9. Cumhurbaşkanımız rahmetli Süleyman Demirel bir toplantı çıkışında kendisine “Ekonomiyi tek kelimeyle özetler misiniz?” diye soran gazete muhabirine “İyi” yanıtını verir. Muhabir soruyu bu defa “Peki, durumu iki kelimeyle özetler misiniz?” şeklinde değiştirince de gülümseyerek “İyi değil” deyiverir. Bana sorarsanız bizde de diğer ülkelerde de şimdi pandemide tam da böyle bir durumla karşı karşıyayız. Durumumuz tek kelimeyle “İyi”, iki kelimeyle ifade edilecek olursa “İyi değil”dir. Nedeni şu…

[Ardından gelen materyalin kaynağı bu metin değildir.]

//! BDD step definitions for change detection

use cucumber::{given, then, when};

use forumwatch::store::RecordStore;

use crate::world::{forum_page, ForumWatchWorld};

#[given(expr = "the forum now shows {string}")]
fn forum_now_shows(world: &mut ForumWatchWorld, title: String) {
    world.http.state.lock().unwrap().page_body = forum_page(&title);
}

#[given("the forum page has no discussion rows")]
fn forum_without_discussions(world: &mut ForumWatchWorld) {
    world.http.state.lock().unwrap().page_body =
        "<html><body><p>Nothing to see</p></body></html>".to_string();
}

#[given(expr = "the forum page responds with status {int}")]
fn forum_status(world: &mut ForumWatchWorld, status: u16) {
    world.http.state.lock().unwrap().page_status = status;
}

#[given("a manual check runs")]
#[when("a manual check runs")]
async fn manual_check(world: &mut ForumWatchWorld) {
    let result = world.controller().manual_check().await;
    world.last_outcome = world.record(result);
}

#[then("the check should succeed without a new post")]
fn check_succeeded_quietly(world: &mut ForumWatchWorld) {
    let outcome = world.last_outcome.as_ref().expect("no check outcome");
    assert!(outcome.success, "check failed: {:?}", outcome.error);
    assert!(!outcome.new_post);
    assert_eq!(outcome.summary(), "No new posts found");
}

#[then("the check should report a new post")]
fn check_found_new_post(world: &mut ForumWatchWorld) {
    let outcome = world.last_outcome.as_ref().expect("no check outcome");
    assert!(outcome.success);
    assert!(outcome.new_post);
    assert_eq!(outcome.summary(), "New post detected!");
}

#[then("the check should fail")]
fn check_failed(world: &mut ForumWatchWorld) {
    let outcome = world.last_outcome.as_ref().expect("no check outcome");
    assert!(!outcome.success);
    assert_eq!(outcome.summary(), "Check failed");
}

#[then(expr = "the stored last post title should be {string}")]
async fn stored_title(world: &mut ForumWatchWorld, expected: String) {
    let config = world.store().config().await.unwrap().expect("config saved");
    assert_eq!(config.last_post_title.as_deref(), Some(expected.as_str()));
}

#[then(expr = "the run status last error should contain {string}")]
async fn last_error_contains(world: &mut ForumWatchWorld, expected: String) {
    let status = world.store().status().await.unwrap();
    let error = status.last_error.expect("no last error recorded");
    assert!(
        error.contains(&expected),
        "Expected last error containing '{}', got '{}'",
        expected,
        error
    );
}

#[then("the run status should have a successful check")]
async fn successful_check_recorded(world: &mut ForumWatchWorld) {
    let status = world.store().status().await.unwrap();
    assert!(status.last_check_at.is_some());
    assert!(status.last_successful_check_at.is_some());
    assert!(status.last_error.is_none());
}
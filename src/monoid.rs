//! Aggregation operations for [`Treap`](crate::Treap).
//!
//! A monoid is an associative binary operation with an identity element. The
//! operation does not need to be commutative: folds are always evaluated in
//! sequence order. Violating the laws yields meaningless aggregates, not an
//! error.

use std::marker::PhantomData;
use std::ops::Add;

use num_traits::{Bounded, Zero};

pub trait Monoid {
    type Value: Clone;

    fn identity(&self) -> Self::Value;

    fn combine(&self, lhs: &Self::Value, rhs: &Self::Value) -> Self::Value;
}

/// Addition, with zero as identity.
pub struct Sum<T>(PhantomData<fn() -> T>);

/// Minimum, with the type's largest value as identity.
pub struct Min<T>(PhantomData<fn() -> T>);

/// Maximum, with the type's smallest value as identity.
pub struct Max<T>(PhantomData<fn() -> T>);

macro_rules! marker_impls {
    ($($name:ident),*) => {$(
        impl<T> $name<T> {
            pub fn new() -> Self {
                Self(PhantomData)
            }
        }

        impl<T> Default for $name<T> {
            fn default() -> Self {
                Self::new()
            }
        }

        impl<T> Clone for $name<T> {
            fn clone(&self) -> Self {
                Self::new()
            }
        }

        impl<T> Copy for $name<T> {}

        impl<T> std::fmt::Debug for $name<T> {
            fn fmt(&self, f: &mut std::fmt::Formatter<'_>) -> std::fmt::Result {
                f.write_str(stringify!($name))
            }
        }
    )*};
}

marker_impls!(Sum, Min, Max);

impl<T: Clone + Zero> Monoid for Sum<T>
where
    for<'a> &'a T: Add<&'a T, Output = T>,
{
    type Value = T;

    #[inline]
    fn identity(&self) -> T {
        T::zero()
    }

    #[inline]
    fn combine(&self, lhs: &T, rhs: &T) -> T {
        lhs + rhs
    }
}

impl<T: Clone + Ord + Bounded> Monoid for Min<T> {
    type Value = T;

    #[inline]
    fn identity(&self) -> T {
        T::max_value()
    }

    #[inline]
    fn combine(&self, lhs: &T, rhs: &T) -> T {
        if rhs < lhs {
            rhs.clone()
        } else {
            lhs.clone()
        }
    }
}

impl<T: Clone + Ord + Bounded> Monoid for Max<T> {
    type Value = T;

    #[inline]
    fn identity(&self) -> T {
        T::min_value()
    }

    #[inline]
    fn combine(&self, lhs: &T, rhs: &T) -> T {
        if rhs > lhs {
            rhs.clone()
        } else {
            lhs.clone()
        }
    }
}

/// A monoid assembled from an identity closure and an operation closure.
///
/// ```rust
/// use implicit_treap::{monoid, Treap};
///
/// let concat = monoid::from_fn(String::new, |a: &String, b: &String| format!("{a}{b}"));
/// let mut t = Treap::with_seed(concat, 7);
/// t.push_back("ab".to_string());
/// t.push_back("cd".to_string());
/// t.insert(1, "-".to_string());
/// assert_eq!(t.fold(..), "ab-cd");
/// ```
#[derive(Clone)]
pub struct FnMonoid<T, E, F> {
    identity: E,
    op: F,
    _marker: PhantomData<fn() -> T>,
}

pub fn from_fn<T, E, F>(identity: E, op: F) -> FnMonoid<T, E, F>
where
    T: Clone,
    E: Fn() -> T,
    F: Fn(&T, &T) -> T,
{
    FnMonoid {
        identity,
        op,
        _marker: PhantomData,
    }
}

impl<T, E, F> Monoid for FnMonoid<T, E, F>
where
    T: Clone,
    E: Fn() -> T,
    F: Fn(&T, &T) -> T,
{
    type Value = T;

    #[inline]
    fn identity(&self) -> T {
        (self.identity)()
    }

    #[inline]
    fn combine(&self, lhs: &T, rhs: &T) -> T {
        (self.op)(lhs, rhs)
    }
}

impl<T, E, F> std::fmt::Debug for FnMonoid<T, E, F> {
    fn fmt(&self, f: &mut std::fmt::Formatter<'_>) -> std::fmt::Result {
        f.debug_struct("FnMonoid").finish_non_exhaustive()
    }
}

#[cfg(test)]
mod tests {
    use super::*;

    fn check_laws<M: Monoid>(m: &M, samples: &[M::Value])
    where
        M::Value: PartialEq + std::fmt::Debug,
    {
        let e = m.identity();
        for x in samples {
            assert_eq!(&m.combine(&e, x), x);
            assert_eq!(&m.combine(x, &e), x);
            for y in samples {
                for z in samples {
                    assert_eq!(
                        m.combine(&m.combine(x, y), z),
                        m.combine(x, &m.combine(y, z))
                    );
                }
            }
        }
    }

    #[test]
    fn test_builtin_laws() {
        let samples = [-7i64, 0, 3, 11, 42];
        check_laws(&Sum::<i64>::new(), &samples);
        check_laws(&Min::<i64>::new(), &samples);
        check_laws(&Max::<i64>::new(), &samples);
    }

    #[test]
    fn test_builtin_identities() {
        assert_eq!(Sum::<u32>::new().identity(), 0);
        assert_eq!(Min::<u8>::new().identity(), u8::MAX);
        assert_eq!(Max::<i16>::new().identity(), i16::MIN);
    }

    #[test]
    fn test_fn_monoid_is_order_sensitive() {
        let m = from_fn(Vec::new, |a: &Vec<u8>, b: &Vec<u8>| {
            let mut out = a.clone();
            out.extend_from_slice(b);
            out
        });
        assert_eq!(m.combine(&vec![1, 2], &vec![3]), vec![1, 2, 3]);
        assert_eq!(m.combine(&vec![3], &vec![1, 2]), vec![3, 1, 2]);
        check_laws(&m, &[vec![], vec![1], vec![2, 3]]);
    }
}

‘İyi’yiz çünkü: Aşıları bulduk.
‘İyi’yiz çünkü: Koronanın huyunu, suyunu öğrendik.
‘İyi’yiz çünkü: Başlangıçtaki kapanma dönemlerini aşıp adeta yeniden dünyaya geldik. Bunlar “iyiler”imiz.
‘İyi değiliz’ çünkü: Aşılama sürecinde hâlâ istenen başarıyı yakalayamadık.
‘İyi değiliz’ çünkü: Pandemi yorgunu ve bıkkını haline gelip “maske-mesafe-hijyen” üçlüsünden neredeyse vazgeçtik.
‘İyi değiliz’ çünkü: Filyasyon meselesini, temaslı sorununu ve daha pek çok önemli ayrıntıyı adeta unuttuk. Bunlar da “iyi değil”lerimiz.
Yanıtlamamız gereken esas soru şimdi şudur: Her gün 30 bin civarındaki vakaya ve genelde her gün 200’ü geçen insan kaybına “iyi” mi diyeceğiz, yoksa “iyi değil” mi? Dikkatle izlediğim bir Instagram sayfası var: MÜTHİŞ PSİKOLOJİ. O sayfada uzmanlar “HAYATTAKİ EN ZOR 4 DURUM NEDİR?” sorusuna şu 4 yanıtı veriyorlar…
BİR: Genç yaştaki karamsarlık.
İKİ: İleri yaştaki pişmanlık.
ÜÇ: Ertelenmiş ve amaçsız yaşam.
DÖRT: Kabullenilen çaresizlik.
İkinci sorum şu: Bu 4 maddeden size göre hangisi en tehlikelisi? Ben en çok dördüncüsünden sonra da birincisinden korkarım. Pandemideki son durumumuzu da aslında bu iki madde özetliyor. Gençlerimiz için tam bir KARAMSARLIK HALİ, yetişkin ve yaşlılarımız için ÖĞRENİLMİŞ VE KABULLENİLMİŞ ÇARESİZLİK DURUMU. Pandemide son durum şudur: Tek kelimeyle “İyi”, “iki kelimeyle “İyi değil”.